Considerações sobre a conjuntura do mercado

Conforme análise do mês anterior, o fato de o preço do mel exportado se manter em alta durante quase todo o ano passado, apesar das quedas nas quantidades exportadas pelo Brasil e, ainda, de iniciar o ano de 2011 com um preço de US$ 3,29/kg, bem acima do preço de janeiro de 2010 (US$ 2,86/kg), permite-nos inferir que, provavelmente, os estoques internacionais de mel continuam abaixo dos níveis normais, caracterizando-se uma situação de “vazio de oferta”. Assim, as quantidades produzidas/ofertadas são inferiores aos volumes demandados. Tal premissa se fundamenta nas constatações que seguem.
- Queda na produção nacional de mel em duas safras consecutivas (2009 e 2010), em função de estiagem/seca nas Regiões Norte e Nordeste e excesso de chuvas nas Regiões Sul e Sudeste.
- Problemas climáticos em muitos países produtores (secas, enchentes, incêndios), o crescente fenômeno mundial de perdas de enxames, conhecido por CCD (Desordem de Colapso das Colônias), ou por Síndrome de Despovoamento de Colmeias, está contribuindo para a redução da produção de mel em escala global.
- Por se tratar de um mercado caracterizado por um oligopsônio (poucos grandes compradores/importadores que influenciam na formação de preços e muitos pequenos ofertantes/exportadores), se não houvesse escassez de oferta, os preços deveriam acompanhar o comportamento de queda nas quantidades exportadas.
- Por três anos consecutivos, a produção Argentina de mel foi negativamente afetada pela seca, que atingiu as principais regiões produtoras daquele país.
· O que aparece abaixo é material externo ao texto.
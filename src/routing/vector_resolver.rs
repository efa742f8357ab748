//! Similarity-driven resolution over seeded sample utterances

use crate::error::ResolverResult;
use crate::protocol::{Context, UserMessage};
use crate::registry::{AgentRoutingSpec, AgentRoutingSpecsProvider, SpecFilter};
use crate::resolve_span;
use crate::result::ResultExt;
use crate::routing::resolver::{find_spec, AgentRoutingSpecsResolver};
use crate::vector::{VectorSearchClient, VectorSearchClientRequest};
use async_trait::async_trait;
use std::sync::Arc;
use tracing::{error, info, trace, Instrument};

pub struct VectorAgentRoutingSpecsResolver {
    provider: Arc<dyn AgentRoutingSpecsProvider>,
    search_client: Arc<dyn VectorSearchClient>,
}

impl VectorAgentRoutingSpecsResolver {
    pub fn new(
        provider: Arc<dyn AgentRoutingSpecsProvider>,
        search_client: Arc<dyn VectorSearchClient>,
    ) -> Self {
        Self {
            provider,
            search_client,
        }
    }

    async fn run(
        &self,
        filters: &[Box<dyn SpecFilter>],
        context: &Context,
        input: &UserMessage,
    ) -> ResolverResult<Option<AgentRoutingSpec>> {
        let specs = self.provider.provide(filters)?;
        trace!(candidates = specs.len(), "Fetched agent specs");

        let request = VectorSearchClientRequest::new(input.content.clone(), context.clone());
        let found = self.search_client.find(&request, &specs).await?;

        Ok(found.and_then(|response| find_spec(&specs, &response.agent_name)))
    }
}

#[async_trait]
impl AgentRoutingSpecsResolver for VectorAgentRoutingSpecsResolver {
    async fn resolve_with_filters(
        &self,
        filters: &[Box<dyn SpecFilter>],
        context: &Context,
        input: &UserMessage,
    ) -> ResolverResult<Option<AgentRoutingSpec>> {
        let span = resolve_span!(strategy = "vector", filters = filters.len());
        async {
            let resolved = self
                .run(filters, context, input)
                .await
                .on_failure(|e| error!("Failed to resolve agent spec: {}", e.sanitized_message()))?;

            match &resolved {
                Some(spec) => info!(agent = %spec.name, "Agent resolved"),
                None => info!("No matching agent among candidates"),
            }
            Ok(resolved)
        }
        .instrument(span)
        .await
    }
}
Exportações de cera e própolis

Em janeiro de 2011 (como mostram as planilhas 15, 16, 17 e 18, “Exportação de outras ceras de abelhas” - NCM 1521.9019), houve reduções de 35,6% em valor e de 45,2% em peso em relação ao mesmo período do ano anterior. Do total comercializado em janeiro de 2011, US$ 347.026,00, 98,7% foi somente com o Japão (US$ 342.503,00). Os outros países de destino das nossas exportações foram Cingapura, EUA e Malásia.

Apenas dois Estados realizaram exportação em janeiro: Minas Gerais (US$ 251.790,00) e São Paulo (US$95.236). O preço subiu para US$ 97,84/kg. Ver Planilha 15 e gráficos. Na Planilha 11, referente à “Exportação de própolis” (NCM 1521.9011) em janeiro de 2011, observa-se que foram realizadas exportações no valor de US$ 9.114,00, ao preço de US$ 198,13/kg. Vale destacar que as classificações NCM 1521.9019 e NCM 1521.9011 não possibilitam uma análise mais precisa do mercado de cera de abelha e de própolis, por, muitas vezes, comportarem produtos distintos sob a mesma classificação. Provavelmente, ambas tratam do mesmo produto, ou seja, da própolis.